O recuo na migração provoca mudança também no mercado de trabalho no Sudeste. Esse é um dos fatores que contribuíram para a falta de mão obra no comércio, na construção civil e nos serviços domésticos. A tendência ainda é acentuada pela volta de muitos nordestinos que vivem no Sudeste e que retornam à terra natal, como a diarista Núbia Passos Couto (leia a história de Núbia e outros migrantes na página B3).

Um dos setores mais afetados pela queda do fluxo de migrantes é a construção. Segundo estudo do Ipea, 20% dos nordestinos que migram para o Sudeste vêm para trabalhar no setor. "A mão de obra no Sudeste está escassa e hoje está mais fácil admitir nas obras do Nordeste porque a oferta de trabalhadores é maior lá", diz o vice-presidente de Relações Capital e Trabalho do Sinduscon-SP, Haruo Ishikawa.

A maior disponibilidade de mão de obra para a construção no Nordeste aparece nos números do Caged.

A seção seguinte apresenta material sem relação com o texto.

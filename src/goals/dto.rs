use serde::{Deserialize, Serialize};
use time::OffsetDateTime;
use uuid::Uuid;

use crate::goals::repo::{Goal, GoalSelection};
use crate::publish::PublishOutcome;

#[derive(Debug, Deserialize)]
pub struct CreateGoalRequest {
    pub title: String,
    pub description: String,
    #[serde(with = "time::serde::rfc3339")]
    pub deadline: OffsetDateTime,
    pub selected_social_account_ids: Vec<Uuid>,
}

#[derive(Debug, Serialize)]
pub struct GoalResponse {
    pub success: bool,
    pub goal: Goal,
}

#[derive(Debug, Serialize)]
pub struct GoalWithSelections {
    #[serde(flatten)]
    pub goal: Goal,
    pub goal_social_selections: Vec<GoalSelection>,
}

#[derive(Debug, Deserialize)]
pub struct PostponeQuery {
    pub minutes: i32,
}

#[derive(Debug, Serialize)]
pub struct PostponeResponse {
    pub success: bool,
    pub goal: Goal,
    pub postponed_by_minutes: i32,
    pub total_postponed_minutes: i32,
    pub remaining_postpone_minutes: i32,
    #[serde(with = "time::serde::rfc3339")]
    pub new_deadline: OffsetDateTime,
}

#[derive(Debug, Deserialize)]
pub struct UpdatePostRequest {
    pub edited_content: String,
}

#[derive(Debug, Serialize)]
pub struct UpdatedPostResponse {
    pub success: bool,
    pub post: crate::goals::repo::GeneratedPost,
}

#[derive(Debug, Serialize)]
pub struct GeneratedPostsResponse {
    pub posts: Vec<crate::goals::repo::GeneratedPost>,
}

#[derive(Debug, Serialize)]
pub struct PostNowResponse {
    pub success: bool,
    pub results: Vec<PublishOutcome>,
    pub completed_goal: Goal,
}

Nos últimos 12 meses até agosto, o Nordeste foi responsável por 35% da geração líquida de postos de trabalho na construção. Entre admissões e demissões, o Nordeste teve um saldo positivo de 116,1 mil vagas. No Brasil, o saldo foi de 331,6 mil postos de trabalho.

O quadro de falta de mão de obra afeta também os supermercados. "De cada 100 novas vagas, não conseguimos preencher 20", conta o vice-presidente de economia da Associação Paulista de Supermercados, Martinho Paiva Moreira. A queda no número de migrantes afeta especialmente a contratação de açougueiros, padeiros e confeiteiros. No passado, a maioria dos trabalhadores dessas áreas vinha do Nordeste, observa.

A própria expansão no Nordeste das redes nacionais afeta a contratação dessas mesmas companhias no Sudeste. "O mercado está aquecido em todas as regiões, mas temos tido mais dificuldade de recrutar pessoal em São Paulo e no Rio", conta a Magna Santos, diretora de Recursos Humanos do Grupo Pão de Açúcar.

Até 2005, cerca de 60% dos funcionários da empresa alocados no Sudeste vinham do Nordeste. Hoje essa fatia é bem menor. Nos últimos três anos, a rede abriu 2 mil vagas no Nordeste, o que de certa forma drenou parte da mão de obra que em outras épocas viria para o Sudeste em busca de emprego formal.